Action item: Give back the lines of the records exactly, starting at the first and ending at the one with "use std::net::IpAddr;".

Record extracts:

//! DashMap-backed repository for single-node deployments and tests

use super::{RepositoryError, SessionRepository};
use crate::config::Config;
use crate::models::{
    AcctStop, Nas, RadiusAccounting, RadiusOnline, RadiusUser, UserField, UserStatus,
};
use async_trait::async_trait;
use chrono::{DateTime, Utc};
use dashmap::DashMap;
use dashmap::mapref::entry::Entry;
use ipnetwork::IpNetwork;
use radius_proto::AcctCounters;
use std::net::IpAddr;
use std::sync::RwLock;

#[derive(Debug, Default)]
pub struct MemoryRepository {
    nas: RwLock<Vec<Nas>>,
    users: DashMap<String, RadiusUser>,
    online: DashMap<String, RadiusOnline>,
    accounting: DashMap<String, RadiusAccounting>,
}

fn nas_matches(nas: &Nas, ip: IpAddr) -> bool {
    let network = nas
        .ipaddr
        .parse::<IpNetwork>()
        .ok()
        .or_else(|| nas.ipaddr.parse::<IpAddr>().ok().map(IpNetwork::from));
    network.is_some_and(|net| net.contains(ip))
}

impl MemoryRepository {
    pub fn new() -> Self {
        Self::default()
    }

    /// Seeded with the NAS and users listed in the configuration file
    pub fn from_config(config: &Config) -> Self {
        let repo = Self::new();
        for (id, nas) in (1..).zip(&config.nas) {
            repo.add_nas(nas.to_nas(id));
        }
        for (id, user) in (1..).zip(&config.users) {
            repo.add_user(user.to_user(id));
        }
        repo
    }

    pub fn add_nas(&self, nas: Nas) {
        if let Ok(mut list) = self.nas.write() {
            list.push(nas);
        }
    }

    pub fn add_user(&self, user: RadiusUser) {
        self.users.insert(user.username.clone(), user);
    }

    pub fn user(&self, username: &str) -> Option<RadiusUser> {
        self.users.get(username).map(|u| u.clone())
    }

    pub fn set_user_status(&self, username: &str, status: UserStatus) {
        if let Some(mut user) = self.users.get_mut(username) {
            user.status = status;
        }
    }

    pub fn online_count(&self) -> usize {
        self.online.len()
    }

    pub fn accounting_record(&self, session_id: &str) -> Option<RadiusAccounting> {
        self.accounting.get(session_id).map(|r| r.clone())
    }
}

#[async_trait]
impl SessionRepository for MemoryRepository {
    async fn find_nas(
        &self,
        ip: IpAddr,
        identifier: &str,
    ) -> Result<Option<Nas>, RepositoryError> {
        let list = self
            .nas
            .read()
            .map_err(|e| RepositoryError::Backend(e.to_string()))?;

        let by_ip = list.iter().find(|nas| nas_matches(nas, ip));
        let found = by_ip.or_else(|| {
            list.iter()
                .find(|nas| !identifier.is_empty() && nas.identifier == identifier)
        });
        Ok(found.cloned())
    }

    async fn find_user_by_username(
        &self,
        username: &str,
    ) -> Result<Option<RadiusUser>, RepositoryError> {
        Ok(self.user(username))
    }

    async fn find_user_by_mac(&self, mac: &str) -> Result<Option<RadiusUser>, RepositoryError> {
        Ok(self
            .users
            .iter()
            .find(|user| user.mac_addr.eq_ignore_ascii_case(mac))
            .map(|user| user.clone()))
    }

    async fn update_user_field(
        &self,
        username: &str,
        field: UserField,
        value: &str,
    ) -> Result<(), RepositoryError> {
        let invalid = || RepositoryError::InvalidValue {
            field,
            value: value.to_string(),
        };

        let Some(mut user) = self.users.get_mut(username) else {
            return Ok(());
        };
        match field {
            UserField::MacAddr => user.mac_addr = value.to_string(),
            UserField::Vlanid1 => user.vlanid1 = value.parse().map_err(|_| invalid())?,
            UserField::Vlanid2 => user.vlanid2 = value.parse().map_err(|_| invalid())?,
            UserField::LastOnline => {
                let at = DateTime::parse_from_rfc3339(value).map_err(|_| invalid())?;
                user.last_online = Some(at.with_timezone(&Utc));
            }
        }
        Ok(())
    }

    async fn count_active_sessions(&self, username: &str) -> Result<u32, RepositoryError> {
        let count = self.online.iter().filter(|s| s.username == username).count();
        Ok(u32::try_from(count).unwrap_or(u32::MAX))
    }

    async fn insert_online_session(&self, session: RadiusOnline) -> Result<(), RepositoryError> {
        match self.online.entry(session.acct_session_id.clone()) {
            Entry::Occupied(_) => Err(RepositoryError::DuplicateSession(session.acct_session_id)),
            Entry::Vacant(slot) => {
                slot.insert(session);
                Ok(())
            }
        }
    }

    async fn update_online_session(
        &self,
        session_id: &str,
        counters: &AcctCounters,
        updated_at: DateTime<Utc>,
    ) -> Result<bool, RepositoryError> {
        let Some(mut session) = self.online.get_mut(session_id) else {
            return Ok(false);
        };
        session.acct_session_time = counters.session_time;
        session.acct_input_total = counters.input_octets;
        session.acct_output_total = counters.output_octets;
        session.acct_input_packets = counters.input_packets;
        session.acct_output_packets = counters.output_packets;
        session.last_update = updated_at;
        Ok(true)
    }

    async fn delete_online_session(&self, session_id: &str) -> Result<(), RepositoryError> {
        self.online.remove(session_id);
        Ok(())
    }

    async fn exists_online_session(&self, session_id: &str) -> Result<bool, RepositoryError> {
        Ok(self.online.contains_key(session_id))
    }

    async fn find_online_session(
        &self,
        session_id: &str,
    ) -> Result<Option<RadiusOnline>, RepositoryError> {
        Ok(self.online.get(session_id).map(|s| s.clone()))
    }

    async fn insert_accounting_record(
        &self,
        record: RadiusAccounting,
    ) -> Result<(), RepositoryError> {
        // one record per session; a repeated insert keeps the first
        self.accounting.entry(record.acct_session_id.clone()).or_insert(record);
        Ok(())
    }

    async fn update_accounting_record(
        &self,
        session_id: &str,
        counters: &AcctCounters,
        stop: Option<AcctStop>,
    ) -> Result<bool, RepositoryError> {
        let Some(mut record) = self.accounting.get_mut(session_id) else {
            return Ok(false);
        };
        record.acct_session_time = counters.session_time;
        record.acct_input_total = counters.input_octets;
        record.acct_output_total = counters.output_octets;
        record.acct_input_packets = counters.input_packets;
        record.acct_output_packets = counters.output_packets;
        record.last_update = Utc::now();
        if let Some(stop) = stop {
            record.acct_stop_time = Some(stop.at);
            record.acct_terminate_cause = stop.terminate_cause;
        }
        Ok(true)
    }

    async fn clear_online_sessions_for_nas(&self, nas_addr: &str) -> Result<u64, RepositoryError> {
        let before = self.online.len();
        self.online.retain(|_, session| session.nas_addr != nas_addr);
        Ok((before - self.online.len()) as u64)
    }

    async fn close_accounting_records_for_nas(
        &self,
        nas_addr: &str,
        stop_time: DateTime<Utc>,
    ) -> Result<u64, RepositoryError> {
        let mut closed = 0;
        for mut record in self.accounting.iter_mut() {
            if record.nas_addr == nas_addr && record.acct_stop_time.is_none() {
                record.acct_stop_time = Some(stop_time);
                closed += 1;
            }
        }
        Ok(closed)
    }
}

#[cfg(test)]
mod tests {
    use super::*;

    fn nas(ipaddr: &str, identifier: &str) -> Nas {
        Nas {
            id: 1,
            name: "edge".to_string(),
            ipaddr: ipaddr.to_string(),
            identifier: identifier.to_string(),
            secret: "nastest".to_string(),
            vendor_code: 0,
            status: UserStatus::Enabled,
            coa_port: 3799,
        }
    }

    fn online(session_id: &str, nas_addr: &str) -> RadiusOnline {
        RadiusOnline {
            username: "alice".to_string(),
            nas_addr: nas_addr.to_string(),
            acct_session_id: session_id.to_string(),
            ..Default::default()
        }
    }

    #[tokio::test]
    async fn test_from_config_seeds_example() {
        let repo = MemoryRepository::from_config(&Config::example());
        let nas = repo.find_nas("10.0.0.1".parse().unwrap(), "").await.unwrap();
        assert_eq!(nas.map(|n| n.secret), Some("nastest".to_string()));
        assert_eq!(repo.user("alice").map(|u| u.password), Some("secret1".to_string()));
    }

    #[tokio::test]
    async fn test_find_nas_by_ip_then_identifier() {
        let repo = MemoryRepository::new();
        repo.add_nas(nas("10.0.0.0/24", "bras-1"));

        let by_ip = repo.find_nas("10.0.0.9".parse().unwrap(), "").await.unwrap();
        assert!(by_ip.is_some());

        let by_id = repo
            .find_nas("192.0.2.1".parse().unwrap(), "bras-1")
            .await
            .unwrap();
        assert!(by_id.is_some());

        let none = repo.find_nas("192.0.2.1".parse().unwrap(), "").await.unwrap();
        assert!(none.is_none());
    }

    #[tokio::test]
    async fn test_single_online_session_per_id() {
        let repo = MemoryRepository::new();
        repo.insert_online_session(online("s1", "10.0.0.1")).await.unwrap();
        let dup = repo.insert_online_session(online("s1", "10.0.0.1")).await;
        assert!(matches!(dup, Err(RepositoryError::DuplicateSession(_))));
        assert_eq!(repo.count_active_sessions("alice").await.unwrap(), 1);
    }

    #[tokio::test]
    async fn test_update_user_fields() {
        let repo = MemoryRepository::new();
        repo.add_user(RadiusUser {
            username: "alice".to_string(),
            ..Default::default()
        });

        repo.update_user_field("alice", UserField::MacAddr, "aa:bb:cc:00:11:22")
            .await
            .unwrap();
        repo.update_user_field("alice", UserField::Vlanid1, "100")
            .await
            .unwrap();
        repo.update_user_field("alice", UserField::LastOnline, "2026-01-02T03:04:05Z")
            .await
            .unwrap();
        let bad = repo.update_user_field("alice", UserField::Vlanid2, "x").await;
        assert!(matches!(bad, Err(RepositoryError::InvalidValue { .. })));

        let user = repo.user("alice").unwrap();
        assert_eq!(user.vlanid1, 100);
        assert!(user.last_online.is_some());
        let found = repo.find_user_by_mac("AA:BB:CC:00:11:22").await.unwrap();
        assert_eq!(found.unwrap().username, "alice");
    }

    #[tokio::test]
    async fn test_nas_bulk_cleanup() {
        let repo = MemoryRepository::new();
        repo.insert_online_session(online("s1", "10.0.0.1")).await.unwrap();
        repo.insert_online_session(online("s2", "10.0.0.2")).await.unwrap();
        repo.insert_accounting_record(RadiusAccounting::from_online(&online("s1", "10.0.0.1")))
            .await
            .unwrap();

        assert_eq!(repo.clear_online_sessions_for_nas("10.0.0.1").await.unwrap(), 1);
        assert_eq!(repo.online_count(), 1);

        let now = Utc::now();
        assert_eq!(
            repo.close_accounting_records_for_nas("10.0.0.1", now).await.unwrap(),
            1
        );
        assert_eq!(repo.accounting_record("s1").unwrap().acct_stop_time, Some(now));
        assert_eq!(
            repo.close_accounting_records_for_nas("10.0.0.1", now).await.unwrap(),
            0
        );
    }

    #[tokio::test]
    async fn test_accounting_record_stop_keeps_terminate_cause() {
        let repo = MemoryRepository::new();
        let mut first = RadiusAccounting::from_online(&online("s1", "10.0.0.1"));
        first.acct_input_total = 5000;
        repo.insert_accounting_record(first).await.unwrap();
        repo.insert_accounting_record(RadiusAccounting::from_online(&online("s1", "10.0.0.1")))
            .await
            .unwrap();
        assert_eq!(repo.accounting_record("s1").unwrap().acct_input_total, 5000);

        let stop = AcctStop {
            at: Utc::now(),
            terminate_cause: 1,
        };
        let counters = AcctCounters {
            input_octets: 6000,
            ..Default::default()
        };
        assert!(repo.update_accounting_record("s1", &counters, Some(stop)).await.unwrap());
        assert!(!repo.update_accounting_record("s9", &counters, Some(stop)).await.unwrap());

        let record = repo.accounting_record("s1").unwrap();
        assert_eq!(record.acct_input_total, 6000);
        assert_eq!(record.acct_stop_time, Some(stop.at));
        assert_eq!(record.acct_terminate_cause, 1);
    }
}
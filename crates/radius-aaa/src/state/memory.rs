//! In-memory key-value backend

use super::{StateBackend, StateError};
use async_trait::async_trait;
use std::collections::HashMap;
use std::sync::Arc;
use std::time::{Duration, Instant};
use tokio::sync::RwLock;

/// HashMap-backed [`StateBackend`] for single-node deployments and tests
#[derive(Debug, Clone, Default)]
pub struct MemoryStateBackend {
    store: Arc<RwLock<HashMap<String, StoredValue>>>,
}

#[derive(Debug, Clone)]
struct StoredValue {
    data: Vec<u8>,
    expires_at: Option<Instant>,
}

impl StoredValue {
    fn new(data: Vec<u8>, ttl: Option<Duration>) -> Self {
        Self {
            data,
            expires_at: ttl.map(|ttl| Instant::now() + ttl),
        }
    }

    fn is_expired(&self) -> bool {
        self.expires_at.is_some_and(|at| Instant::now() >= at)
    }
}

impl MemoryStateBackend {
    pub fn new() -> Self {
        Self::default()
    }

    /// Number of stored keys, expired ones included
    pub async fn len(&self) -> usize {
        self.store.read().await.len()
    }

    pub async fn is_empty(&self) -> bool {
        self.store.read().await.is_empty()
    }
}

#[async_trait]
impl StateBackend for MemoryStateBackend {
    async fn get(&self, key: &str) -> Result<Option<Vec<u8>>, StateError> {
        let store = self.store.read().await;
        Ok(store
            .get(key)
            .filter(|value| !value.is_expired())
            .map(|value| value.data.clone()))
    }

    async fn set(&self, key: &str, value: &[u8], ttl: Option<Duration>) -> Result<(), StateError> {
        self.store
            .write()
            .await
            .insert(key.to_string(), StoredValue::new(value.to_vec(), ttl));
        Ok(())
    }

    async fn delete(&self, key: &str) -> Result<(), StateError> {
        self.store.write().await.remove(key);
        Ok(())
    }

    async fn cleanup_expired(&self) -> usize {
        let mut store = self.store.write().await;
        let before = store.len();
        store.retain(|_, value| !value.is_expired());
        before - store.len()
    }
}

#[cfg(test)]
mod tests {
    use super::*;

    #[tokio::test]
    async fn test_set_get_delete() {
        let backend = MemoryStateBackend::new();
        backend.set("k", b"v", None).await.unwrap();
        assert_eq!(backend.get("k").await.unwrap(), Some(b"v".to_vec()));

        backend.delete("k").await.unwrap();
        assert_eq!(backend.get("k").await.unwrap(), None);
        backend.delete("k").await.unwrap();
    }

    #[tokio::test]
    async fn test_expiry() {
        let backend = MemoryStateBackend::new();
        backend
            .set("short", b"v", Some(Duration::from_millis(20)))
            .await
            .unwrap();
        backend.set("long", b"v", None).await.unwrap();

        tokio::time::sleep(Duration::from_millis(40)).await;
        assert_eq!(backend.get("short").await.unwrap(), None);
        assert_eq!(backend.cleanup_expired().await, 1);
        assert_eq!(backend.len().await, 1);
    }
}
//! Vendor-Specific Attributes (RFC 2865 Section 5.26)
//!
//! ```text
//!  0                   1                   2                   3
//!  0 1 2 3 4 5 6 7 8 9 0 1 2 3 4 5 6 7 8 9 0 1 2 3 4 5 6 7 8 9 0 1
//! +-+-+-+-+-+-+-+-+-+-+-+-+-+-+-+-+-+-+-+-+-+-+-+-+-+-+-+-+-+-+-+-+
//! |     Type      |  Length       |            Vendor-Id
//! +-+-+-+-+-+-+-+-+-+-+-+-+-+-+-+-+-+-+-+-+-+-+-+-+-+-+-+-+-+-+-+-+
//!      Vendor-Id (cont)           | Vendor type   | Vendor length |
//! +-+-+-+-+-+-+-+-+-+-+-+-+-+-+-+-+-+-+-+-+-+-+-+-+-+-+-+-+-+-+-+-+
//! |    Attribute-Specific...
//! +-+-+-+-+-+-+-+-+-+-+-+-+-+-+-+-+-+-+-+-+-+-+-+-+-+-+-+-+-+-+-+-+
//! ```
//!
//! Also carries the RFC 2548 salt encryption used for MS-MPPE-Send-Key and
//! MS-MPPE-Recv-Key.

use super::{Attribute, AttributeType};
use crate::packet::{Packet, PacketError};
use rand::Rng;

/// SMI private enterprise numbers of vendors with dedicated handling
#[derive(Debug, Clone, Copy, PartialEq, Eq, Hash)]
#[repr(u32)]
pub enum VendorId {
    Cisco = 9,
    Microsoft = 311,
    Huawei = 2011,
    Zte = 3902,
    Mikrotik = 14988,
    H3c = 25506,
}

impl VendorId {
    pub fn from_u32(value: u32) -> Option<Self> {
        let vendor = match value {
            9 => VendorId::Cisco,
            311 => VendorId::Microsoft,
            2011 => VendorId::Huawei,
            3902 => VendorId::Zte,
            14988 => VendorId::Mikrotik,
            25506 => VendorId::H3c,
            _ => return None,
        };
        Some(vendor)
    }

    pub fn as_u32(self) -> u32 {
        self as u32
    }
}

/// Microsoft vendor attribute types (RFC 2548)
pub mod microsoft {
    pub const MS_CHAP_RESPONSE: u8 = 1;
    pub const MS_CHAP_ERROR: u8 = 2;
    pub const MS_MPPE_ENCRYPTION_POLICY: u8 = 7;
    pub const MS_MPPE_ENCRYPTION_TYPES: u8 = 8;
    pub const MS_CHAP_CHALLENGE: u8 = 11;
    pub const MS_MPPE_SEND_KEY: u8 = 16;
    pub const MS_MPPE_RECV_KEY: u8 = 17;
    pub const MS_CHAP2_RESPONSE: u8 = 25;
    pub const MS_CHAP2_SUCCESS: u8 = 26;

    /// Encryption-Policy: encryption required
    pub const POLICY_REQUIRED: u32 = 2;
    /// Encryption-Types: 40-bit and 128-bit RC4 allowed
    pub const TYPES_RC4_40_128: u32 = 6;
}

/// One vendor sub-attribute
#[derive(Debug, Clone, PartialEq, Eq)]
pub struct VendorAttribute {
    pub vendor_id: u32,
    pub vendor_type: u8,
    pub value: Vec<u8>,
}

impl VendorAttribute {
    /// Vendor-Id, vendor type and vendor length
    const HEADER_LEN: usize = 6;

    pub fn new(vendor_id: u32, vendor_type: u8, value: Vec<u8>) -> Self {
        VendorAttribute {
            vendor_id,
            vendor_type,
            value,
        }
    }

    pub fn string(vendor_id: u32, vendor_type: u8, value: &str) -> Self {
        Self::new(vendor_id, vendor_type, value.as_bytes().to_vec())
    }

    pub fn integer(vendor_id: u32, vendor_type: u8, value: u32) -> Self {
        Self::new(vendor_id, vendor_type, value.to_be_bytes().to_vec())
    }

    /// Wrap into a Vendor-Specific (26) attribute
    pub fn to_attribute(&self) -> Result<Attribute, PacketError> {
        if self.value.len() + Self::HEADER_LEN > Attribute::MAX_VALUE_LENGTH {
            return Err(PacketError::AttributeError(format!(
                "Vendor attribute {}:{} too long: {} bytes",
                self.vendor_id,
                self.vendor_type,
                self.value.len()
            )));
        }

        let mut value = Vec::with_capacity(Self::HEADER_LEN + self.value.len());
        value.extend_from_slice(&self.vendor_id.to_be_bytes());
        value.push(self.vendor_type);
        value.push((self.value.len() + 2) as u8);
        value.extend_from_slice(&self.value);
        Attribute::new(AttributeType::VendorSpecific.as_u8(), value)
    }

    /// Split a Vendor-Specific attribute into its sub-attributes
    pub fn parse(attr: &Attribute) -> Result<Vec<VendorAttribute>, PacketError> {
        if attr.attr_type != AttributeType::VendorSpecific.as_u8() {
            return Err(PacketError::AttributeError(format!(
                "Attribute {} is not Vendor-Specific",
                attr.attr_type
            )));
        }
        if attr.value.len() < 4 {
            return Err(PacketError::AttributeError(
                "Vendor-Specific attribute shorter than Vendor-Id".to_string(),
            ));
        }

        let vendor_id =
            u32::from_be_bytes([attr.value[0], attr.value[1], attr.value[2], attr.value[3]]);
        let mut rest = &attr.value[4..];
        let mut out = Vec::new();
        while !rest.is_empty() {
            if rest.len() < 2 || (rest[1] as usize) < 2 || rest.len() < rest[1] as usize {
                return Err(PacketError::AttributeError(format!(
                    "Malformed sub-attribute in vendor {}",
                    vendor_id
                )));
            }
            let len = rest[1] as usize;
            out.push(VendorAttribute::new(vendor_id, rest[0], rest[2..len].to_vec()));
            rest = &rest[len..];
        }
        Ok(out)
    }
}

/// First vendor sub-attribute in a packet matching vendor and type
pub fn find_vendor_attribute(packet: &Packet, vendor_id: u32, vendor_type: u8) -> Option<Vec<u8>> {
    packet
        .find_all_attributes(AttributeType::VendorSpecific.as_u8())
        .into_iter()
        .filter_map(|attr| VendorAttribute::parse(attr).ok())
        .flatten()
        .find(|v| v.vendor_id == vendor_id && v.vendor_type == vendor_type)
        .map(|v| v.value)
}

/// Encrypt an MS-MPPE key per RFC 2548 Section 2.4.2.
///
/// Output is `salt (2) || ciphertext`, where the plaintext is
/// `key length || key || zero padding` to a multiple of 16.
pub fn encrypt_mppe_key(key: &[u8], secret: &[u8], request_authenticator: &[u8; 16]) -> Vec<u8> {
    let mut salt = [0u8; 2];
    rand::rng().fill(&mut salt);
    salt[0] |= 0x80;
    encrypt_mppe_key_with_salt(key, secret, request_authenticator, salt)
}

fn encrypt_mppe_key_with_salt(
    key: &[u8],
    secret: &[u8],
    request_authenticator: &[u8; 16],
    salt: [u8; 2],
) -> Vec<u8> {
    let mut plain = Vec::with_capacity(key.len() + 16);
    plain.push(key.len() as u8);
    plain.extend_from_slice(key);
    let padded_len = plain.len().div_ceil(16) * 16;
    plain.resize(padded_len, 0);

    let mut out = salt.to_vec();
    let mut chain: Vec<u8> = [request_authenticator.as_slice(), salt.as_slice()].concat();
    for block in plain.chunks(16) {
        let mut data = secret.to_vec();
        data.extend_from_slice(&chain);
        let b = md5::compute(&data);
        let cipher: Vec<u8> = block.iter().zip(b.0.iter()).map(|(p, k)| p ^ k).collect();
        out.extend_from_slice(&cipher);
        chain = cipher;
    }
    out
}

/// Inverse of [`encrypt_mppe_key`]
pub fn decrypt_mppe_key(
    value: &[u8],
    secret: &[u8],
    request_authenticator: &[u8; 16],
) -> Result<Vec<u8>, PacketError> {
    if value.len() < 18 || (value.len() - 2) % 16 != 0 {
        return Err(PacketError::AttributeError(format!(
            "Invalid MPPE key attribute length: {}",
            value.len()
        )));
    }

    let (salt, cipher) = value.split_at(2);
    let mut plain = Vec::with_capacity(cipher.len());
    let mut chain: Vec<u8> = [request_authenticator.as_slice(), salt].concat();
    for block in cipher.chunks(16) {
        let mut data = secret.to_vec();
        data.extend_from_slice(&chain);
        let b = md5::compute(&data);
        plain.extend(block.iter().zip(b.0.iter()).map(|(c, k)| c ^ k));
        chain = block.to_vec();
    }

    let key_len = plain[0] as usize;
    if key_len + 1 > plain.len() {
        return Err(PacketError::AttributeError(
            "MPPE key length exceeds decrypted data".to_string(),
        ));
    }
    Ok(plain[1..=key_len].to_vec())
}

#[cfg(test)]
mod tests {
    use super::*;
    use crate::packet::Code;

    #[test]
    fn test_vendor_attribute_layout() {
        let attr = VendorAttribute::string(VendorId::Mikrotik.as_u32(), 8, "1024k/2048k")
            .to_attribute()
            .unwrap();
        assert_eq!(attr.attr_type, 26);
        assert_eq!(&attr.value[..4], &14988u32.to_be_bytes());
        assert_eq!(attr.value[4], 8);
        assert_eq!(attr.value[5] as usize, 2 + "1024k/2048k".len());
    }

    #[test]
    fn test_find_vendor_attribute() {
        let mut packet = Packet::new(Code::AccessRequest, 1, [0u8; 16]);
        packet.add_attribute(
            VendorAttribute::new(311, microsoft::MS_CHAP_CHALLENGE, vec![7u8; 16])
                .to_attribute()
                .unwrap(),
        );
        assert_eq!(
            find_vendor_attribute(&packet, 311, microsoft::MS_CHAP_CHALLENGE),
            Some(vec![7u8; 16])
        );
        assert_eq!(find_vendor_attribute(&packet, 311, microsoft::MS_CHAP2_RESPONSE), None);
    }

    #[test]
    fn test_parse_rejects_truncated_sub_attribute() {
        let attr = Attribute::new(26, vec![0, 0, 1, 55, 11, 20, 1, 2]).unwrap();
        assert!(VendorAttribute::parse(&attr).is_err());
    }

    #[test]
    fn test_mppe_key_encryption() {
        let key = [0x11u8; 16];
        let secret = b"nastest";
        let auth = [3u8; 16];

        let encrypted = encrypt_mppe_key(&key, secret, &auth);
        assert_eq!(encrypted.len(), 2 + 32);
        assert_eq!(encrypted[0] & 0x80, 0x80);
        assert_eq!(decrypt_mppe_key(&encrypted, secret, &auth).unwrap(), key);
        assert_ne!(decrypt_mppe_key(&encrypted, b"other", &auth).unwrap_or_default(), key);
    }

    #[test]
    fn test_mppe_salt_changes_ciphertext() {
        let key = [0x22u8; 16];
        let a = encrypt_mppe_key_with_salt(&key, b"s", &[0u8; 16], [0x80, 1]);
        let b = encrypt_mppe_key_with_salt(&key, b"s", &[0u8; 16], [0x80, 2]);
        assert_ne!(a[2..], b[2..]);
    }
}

Written solution:
//! DashMap-backed repository for single-node deployments and tests

use super::{RepositoryError, SessionRepository};
use crate::config::Config;
use crate::models::{
    AcctStop, Nas, RadiusAccounting, RadiusOnline, RadiusUser, UserField, UserStatus,
};
use async_trait::async_trait;
use chrono::{DateTime, Utc};
use dashmap::DashMap;
use dashmap::mapref::entry::Entry;
use ipnetwork::IpNetwork;
use radius_proto::AcctCounters;
use std::net::IpAddr;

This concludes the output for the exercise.